[Exercise materials]
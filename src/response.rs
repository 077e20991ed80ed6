use serde::Deserialize;
use uuid::Uuid;

use crate::event::DirectiveName;
use crate::product::Product;

/// Instruction for the host to run a purchase flow.
#[derive(Debug, Clone, PartialEq, Eq)]
pub struct Directive {
    pub name: DirectiveName,
    pub product_id: String,
    /// Only present on [`DirectiveName::Upsell`].
    pub upsell_message: Option<String>,
    pub token: String,
}

impl Directive {
    pub fn buy(product: &Product, token: String) -> Self {
        Self {
            name: DirectiveName::Buy,
            product_id: product.product_id.clone(),
            upsell_message: None,
            token,
        }
    }

    pub fn cancel(product: &Product, token: String) -> Self {
        Self {
            name: DirectiveName::Cancel,
            product_id: product.product_id.clone(),
            upsell_message: None,
            token,
        }
    }

    pub fn upsell(product: &Product, message: impl Into<String>, token: String) -> Self {
        Self {
            name: DirectiveName::Upsell,
            product_id: product.product_id.clone(),
            upsell_message: Some(message.into()),
            token,
        }
    }
}

/// Terminal output of every handler.
#[derive(Debug, Clone, Default, PartialEq, Eq)]
pub struct SpokenResponse {
    pub speech: String,
    pub reprompt: Option<String>,
    pub should_end_session: bool,
    pub directive: Option<Directive>,
}

impl SpokenResponse {
    pub fn speak(speech: impl Into<String>) -> Self {
        Self {
            speech: speech.into(),
            ..Self::default()
        }
    }

    /// A silent response handing the turn to the purchasing host.
    pub fn handoff(directive: Directive) -> Self {
        Self {
            directive: Some(directive),
            ..Self::default()
        }
    }

    pub fn ask(mut self, reprompt: impl Into<String>) -> Self {
        self.reprompt = Some(reprompt.into());
        self
    }

    pub fn end_session(mut self) -> Self {
        self.should_end_session = true;
        self
    }
}

/// How directive correlation tokens are minted.
#[derive(Debug, Clone, PartialEq, Eq, Default, Deserialize)]
#[serde(from = "String")]
pub enum CorrelationTokens {
    /// A fresh UUID per directive.
    #[default]
    Unique,
    /// The same literal every time, for hosts that expect it.
    Fixed(String),
}

impl From<String> for CorrelationTokens {
    fn from(s: String) -> Self {
        if s.is_empty() || s.eq_ignore_ascii_case("unique") {
            Self::Unique
        } else {
            Self::Fixed(s)
        }
    }
}

impl CorrelationTokens {
    pub fn mint(&self) -> String {
        match self {
            Self::Unique => Uuid::new_v4().to_string(),
            Self::Fixed(token) => token.clone(),
        }
    }
}
//! Conversation handlers, one per intent or request kind.
//!
//! Connection responses from the purchasing host are handled separately in
//! [`crate::correlator`].

mod facts;
mod launch;
mod purchase;
mod session;
mod shopping;

pub use facts::{GetCategoryFact, GetFact, Yes};
pub use launch::Launch;
pub use purchase::{Buy, CancelSubscription};
pub use session::{Fallback, Help, No, SessionEnd, fallback_response};
pub use shopping::{ProductDetail, Shopping};

use crate::error::DispatchError;
use crate::event::{Event, IntentRequest};
use crate::response::SpokenResponse;

pub(crate) const WHAT_CAN_I_HELP: &str = "I didn't catch that. What can I help you with?";

pub(crate) const GUIDANCE: &str = "To hear a random fact you can say 'Tell me a fact', or to hear \
     about the premium categories for purchase, say 'What can I buy'. For help, say 'Help me'... \
     So, what can I help you with?";

const NO_SUCH_PRODUCT: &str = "I don't think we have a product by that name.  Can you try again?";
const TRY_AGAIN: &str = "I didn't catch that. Can you try again?";

/// Shared answer when a named product cannot be found.
pub(crate) fn no_such_product() -> SpokenResponse {
    SpokenResponse::speak(NO_SUCH_PRODUCT).ask(TRY_AGAIN)
}

/// The intent carried by `event`. Only reachable from handlers whose
/// predicate already required an intent.
pub(crate) fn intent_of(event: &Event) -> Result<&IntentRequest, DispatchError> {
    event.intent().ok_or(DispatchError::Unroutable(event.kind()))
}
[/Exercise materials]
Gather each line of the records holding the string "Only".

Your response ->
    /// Only present on [`DirectiveName::Upsell`].
/// The intent carried by `event`. Only reachable from handlers whose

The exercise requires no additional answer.